It took the stage version of Disney's "The Little
Mermaid" quite a while to finally find its sea legs.
When the original Broadway production opened at the
Lunt-Fontanne Theater back in January of 2008, the critics were not kind. Ben
Brantley of the New York Times was particularly vicious, calling
"Mermaid" an " ... unfocused spectacle" which saddled its
cast with " ... ungainly guess-what-I-am costumes" and then forced
them to perform in front of " ... a distracting set."
So when the Broadway version of "The Little
Mermaid" closed on August 30, 2009 after a relatively short run of just 50
previews & 685 performances, the general consensus seemed to be that it was
this show's creative decisions (EX: That most of "Mermaid" 's sets
would be made out of translucent plastic. Or -- in order to simulate swimming
-- the bulk of the cast would skate around the stage on Heelys) that had sunk
the show.

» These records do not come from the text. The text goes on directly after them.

//! Text formatting for hands, round events and score tables.
//!
//! Pure functions; callers decide where the text goes.
//!
//! ## Example
//!
//! ```rust
//! use flip7_engine::cards::{Card, ModifierKind};
//! use flip7_engine::player::Player;
//! use flip7_cli::formatters::format_hand;
//!
//! let mut p = Player::new("Ada");
//! p.add_card(Card::Number(7)).unwrap();
//! p.add_card(Card::Modifier(ModifierKind::Plus4)).unwrap();
//! assert_eq!(format_hand(&p), "[7] [+4]");
//! ```

use flip7_engine::cards::ActionKind;
use flip7_engine::logger::RoundEvent;
use flip7_engine::player::{Player, PlayerState};

pub fn format_hand(player: &Player) -> String {
    let cards = player.hand();
    if cards.is_empty() {
        return "(no cards)".to_string();
    }
    cards
        .iter()
        .map(|c| c.to_string())
        .collect::<Vec<_>>()
        .join(" ")
}

pub fn format_player_state(state: PlayerState) -> &'static str {
    match state {
        PlayerState::Active => "active",
        PlayerState::Stayed => "stayed",
        PlayerState::Busted => "BUSTED",
    }
}

fn action_name(action: ActionKind) -> &'static str {
    match action {
        ActionKind::Freeze => "FREEZE",
        ActionKind::FlipThree => "FLIP THREE",
        ActionKind::SecondChance => "SECOND CHANCE",
    }
}

/// One human-readable line for a round event. `names` is indexed by seat.
pub fn format_event(event: &RoundEvent, names: &[String]) -> String {
    let name = |seat: usize| names.get(seat).map_or("?", String::as_str);
    match event {
        RoundEvent::Draw { seat, card } => format!("{} draws {}", name(*seat), card),
        RoundEvent::Stay { seat, score } => format!("{} stays with {} points", name(*seat), score),
        RoundEvent::Bust { seat, value } => format!("{} BUSTS on a second {}", name(*seat), value),
        RoundEvent::SecondChanceUsed { seat, value } => format!(
            "{} uses a Second Chance to discard the duplicate {}",
            name(*seat),
            value
        ),
        RoundEvent::Action {
            seat,
            action,
            target,
        } if seat == target => format!("{} plays {} on themself", name(*seat), action_name(*action)),
        RoundEvent::Action {
            seat,
            action,
            target,
        } => format!(
            "{} plays {} on {}",
            name(*seat),
            action_name(*action),
            name(*target)
        ),
        RoundEvent::SecondChanceGiven { from, to } => {
            format!("{} gives a Second Chance to {}", name(*from), name(*to))
        }
        RoundEvent::SecondChanceDiscarded { seat } => {
            format!("{} has nobody to give a Second Chance to; discarded", name(*seat))
        }
        RoundEvent::Flip7 { seat } => format!("*** {} FLIPS 7! (+15 bonus) ***", name(*seat)),
        RoundEvent::Reshuffle => "Discard pile reshuffled into the deck".to_string(),
    }
}

/// Fixed-width table of round scores and totals.
pub fn format_score_table(names: &[String], scores: &[u32], totals: &[u32]) -> Vec<String> {
    let width = names.iter().map(|n| n.len()).max().unwrap_or(0).max(6);
    let mut lines = vec![format!(
        "{:<width$} {:>6} {:>6}",
        "PLAYER",
        "ROUND",
        "TOTAL",
        width = width
    )];
    for ((name, score), total) in names.iter().zip(scores).zip(totals) {
        lines.push(format!(
            "{:<width$} {:>6} {:>6}",
            name,
            score,
            total,
            width = width
        ));
    }
    lines
}

/// Label for a simulated win rate, in percent.
pub fn performance_label(rate: f64) -> &'static str {
    if rate >= 50.0 {
        "DOMINANT"
    } else if rate >= 35.0 {
        "STRONG"
    } else if rate >= 20.0 {
        "DECENT"
    } else {
        "WEAK"
    }
}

Given that the audience still walked out humming the tunes that Alan
Menken & Howard Ashman had originally written for Disney's 1989 animated
feature ... Well, pundits placed the blame for "Mermaid" 's misfire
on first-time-Broadway-director Francesca Zambello. Who had taken what should
have been a hugely successful screen-to-stage transfer and then muddied the
water with a lot of operatic artifice.
The original Broadway company of Disney's "The LittleMermaid." Copyright Disney Enterprises, Inc.All rights reserved
Enter Glenn Casale. Who -- thanks to a production of Disney's
"Beauty and the Beast" that he staged up in Boston back in 2004 which
then put a dark, romantic spin on this family musical -- had become Disney
Theatrical's go-to guy when it came to reinventing / reimagining their shows.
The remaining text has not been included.